• [Task instructions]
Scan the data, and whenever a line contains "DirectoryClaimed", copy it.
───── Source information
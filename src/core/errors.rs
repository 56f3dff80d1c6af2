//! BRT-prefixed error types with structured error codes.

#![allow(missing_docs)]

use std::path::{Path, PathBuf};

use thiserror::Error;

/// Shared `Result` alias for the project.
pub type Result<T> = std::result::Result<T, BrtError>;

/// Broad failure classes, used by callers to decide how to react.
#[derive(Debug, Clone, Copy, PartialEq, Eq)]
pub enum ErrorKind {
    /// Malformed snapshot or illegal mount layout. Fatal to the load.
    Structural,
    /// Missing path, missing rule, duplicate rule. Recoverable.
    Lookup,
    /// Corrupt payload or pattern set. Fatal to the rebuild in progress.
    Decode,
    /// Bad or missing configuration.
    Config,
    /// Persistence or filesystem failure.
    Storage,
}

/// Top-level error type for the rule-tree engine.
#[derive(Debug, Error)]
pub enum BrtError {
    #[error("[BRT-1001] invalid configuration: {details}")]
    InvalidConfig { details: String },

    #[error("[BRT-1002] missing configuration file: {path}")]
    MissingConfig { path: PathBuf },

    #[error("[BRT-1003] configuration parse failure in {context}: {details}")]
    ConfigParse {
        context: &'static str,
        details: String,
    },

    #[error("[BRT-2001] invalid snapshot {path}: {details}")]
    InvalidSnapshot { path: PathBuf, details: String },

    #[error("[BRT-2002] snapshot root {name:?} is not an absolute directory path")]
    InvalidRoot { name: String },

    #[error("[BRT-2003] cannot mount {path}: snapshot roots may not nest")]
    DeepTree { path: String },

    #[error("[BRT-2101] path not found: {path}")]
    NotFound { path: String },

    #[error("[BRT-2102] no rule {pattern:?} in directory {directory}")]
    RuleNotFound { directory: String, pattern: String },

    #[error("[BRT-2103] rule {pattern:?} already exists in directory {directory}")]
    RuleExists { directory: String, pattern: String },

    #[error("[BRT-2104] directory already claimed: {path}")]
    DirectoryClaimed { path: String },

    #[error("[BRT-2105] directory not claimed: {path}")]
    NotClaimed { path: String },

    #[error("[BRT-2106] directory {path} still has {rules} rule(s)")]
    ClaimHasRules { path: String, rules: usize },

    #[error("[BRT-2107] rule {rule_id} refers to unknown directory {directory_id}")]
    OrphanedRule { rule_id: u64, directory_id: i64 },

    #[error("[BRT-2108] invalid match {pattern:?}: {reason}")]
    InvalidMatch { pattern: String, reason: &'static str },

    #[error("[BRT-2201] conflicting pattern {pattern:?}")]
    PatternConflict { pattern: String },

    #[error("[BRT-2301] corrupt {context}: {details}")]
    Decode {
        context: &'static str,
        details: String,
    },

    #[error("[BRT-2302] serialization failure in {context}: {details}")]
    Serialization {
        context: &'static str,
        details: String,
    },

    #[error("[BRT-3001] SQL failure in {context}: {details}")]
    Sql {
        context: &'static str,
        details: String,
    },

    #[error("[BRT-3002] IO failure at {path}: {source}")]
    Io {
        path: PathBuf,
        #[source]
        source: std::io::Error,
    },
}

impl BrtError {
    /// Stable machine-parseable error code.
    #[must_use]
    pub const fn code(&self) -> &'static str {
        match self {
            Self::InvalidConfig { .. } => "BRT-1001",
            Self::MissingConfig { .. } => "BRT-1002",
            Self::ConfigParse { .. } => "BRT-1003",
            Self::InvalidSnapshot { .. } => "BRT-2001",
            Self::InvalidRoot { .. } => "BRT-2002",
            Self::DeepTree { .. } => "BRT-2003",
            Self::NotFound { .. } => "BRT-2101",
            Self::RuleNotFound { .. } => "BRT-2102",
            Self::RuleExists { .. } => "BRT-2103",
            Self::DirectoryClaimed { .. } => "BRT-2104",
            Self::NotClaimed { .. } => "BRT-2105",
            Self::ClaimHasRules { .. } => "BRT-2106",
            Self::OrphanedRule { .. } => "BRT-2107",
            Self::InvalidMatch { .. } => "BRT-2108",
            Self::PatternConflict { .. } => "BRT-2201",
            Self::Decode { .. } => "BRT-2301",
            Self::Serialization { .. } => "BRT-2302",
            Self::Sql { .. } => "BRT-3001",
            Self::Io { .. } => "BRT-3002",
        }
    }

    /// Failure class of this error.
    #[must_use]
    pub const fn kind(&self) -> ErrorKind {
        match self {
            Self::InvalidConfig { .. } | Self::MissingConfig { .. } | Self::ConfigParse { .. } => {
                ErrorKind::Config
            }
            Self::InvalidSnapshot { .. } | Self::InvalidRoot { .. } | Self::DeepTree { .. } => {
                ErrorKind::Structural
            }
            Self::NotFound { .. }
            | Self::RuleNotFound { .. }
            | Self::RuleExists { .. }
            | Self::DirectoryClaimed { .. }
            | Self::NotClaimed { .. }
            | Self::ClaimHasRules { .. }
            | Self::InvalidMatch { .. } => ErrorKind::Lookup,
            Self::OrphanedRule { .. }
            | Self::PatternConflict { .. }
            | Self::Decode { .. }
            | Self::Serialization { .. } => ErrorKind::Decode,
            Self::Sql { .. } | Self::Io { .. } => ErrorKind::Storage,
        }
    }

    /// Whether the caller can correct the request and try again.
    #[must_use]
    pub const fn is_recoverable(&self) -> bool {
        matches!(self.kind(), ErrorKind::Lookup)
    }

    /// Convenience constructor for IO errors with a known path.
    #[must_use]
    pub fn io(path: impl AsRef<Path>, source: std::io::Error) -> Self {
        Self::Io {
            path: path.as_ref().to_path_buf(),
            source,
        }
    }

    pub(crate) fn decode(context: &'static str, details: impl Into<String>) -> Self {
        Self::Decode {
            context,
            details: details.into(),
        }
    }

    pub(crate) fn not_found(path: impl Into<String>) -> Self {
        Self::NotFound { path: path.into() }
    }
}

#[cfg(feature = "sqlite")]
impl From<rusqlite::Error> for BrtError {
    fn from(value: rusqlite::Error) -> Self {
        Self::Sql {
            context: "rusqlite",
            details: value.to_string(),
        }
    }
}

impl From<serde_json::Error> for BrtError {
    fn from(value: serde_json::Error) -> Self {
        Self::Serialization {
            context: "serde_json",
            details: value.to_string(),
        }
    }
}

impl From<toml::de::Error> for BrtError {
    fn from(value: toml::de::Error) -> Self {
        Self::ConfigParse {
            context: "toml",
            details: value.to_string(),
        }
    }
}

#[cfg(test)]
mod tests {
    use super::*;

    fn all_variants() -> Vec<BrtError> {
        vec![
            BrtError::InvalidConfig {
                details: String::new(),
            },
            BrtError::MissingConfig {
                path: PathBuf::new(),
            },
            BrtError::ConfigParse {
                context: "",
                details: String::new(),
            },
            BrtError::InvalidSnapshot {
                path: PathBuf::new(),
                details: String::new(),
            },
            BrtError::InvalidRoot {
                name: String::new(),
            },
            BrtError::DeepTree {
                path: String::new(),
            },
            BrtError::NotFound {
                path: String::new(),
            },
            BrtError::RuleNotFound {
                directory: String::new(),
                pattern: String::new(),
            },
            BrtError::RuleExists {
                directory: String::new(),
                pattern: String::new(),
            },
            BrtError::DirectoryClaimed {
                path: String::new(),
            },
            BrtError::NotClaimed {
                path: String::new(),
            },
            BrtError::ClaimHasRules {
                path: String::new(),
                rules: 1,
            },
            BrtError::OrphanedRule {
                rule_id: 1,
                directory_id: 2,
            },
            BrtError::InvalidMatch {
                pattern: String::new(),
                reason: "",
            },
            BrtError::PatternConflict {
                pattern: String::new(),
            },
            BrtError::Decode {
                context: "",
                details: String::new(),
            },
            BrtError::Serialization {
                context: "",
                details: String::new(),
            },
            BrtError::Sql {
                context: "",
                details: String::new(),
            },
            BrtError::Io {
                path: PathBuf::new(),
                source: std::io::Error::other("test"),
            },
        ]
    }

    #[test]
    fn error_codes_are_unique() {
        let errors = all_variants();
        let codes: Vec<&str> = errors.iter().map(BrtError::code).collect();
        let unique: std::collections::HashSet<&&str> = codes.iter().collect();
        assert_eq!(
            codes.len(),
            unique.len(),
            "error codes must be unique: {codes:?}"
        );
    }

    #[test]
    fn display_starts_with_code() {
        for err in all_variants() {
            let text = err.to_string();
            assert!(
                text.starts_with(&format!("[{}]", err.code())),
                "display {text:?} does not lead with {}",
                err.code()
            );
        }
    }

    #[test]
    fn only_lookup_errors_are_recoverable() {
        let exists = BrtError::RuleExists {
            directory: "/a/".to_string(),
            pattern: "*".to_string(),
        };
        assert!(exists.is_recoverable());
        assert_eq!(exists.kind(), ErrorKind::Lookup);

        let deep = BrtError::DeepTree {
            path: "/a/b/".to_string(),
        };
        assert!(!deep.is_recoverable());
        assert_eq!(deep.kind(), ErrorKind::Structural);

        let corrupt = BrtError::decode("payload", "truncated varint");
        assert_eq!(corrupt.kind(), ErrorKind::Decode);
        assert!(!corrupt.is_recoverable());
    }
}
──────────
• [Written response]
    DirectoryClaimed { path: String },
            Self::DirectoryClaimed { .. } => "BRT-2104",
            | Self::DirectoryClaimed { .. }
            BrtError::DirectoryClaimed {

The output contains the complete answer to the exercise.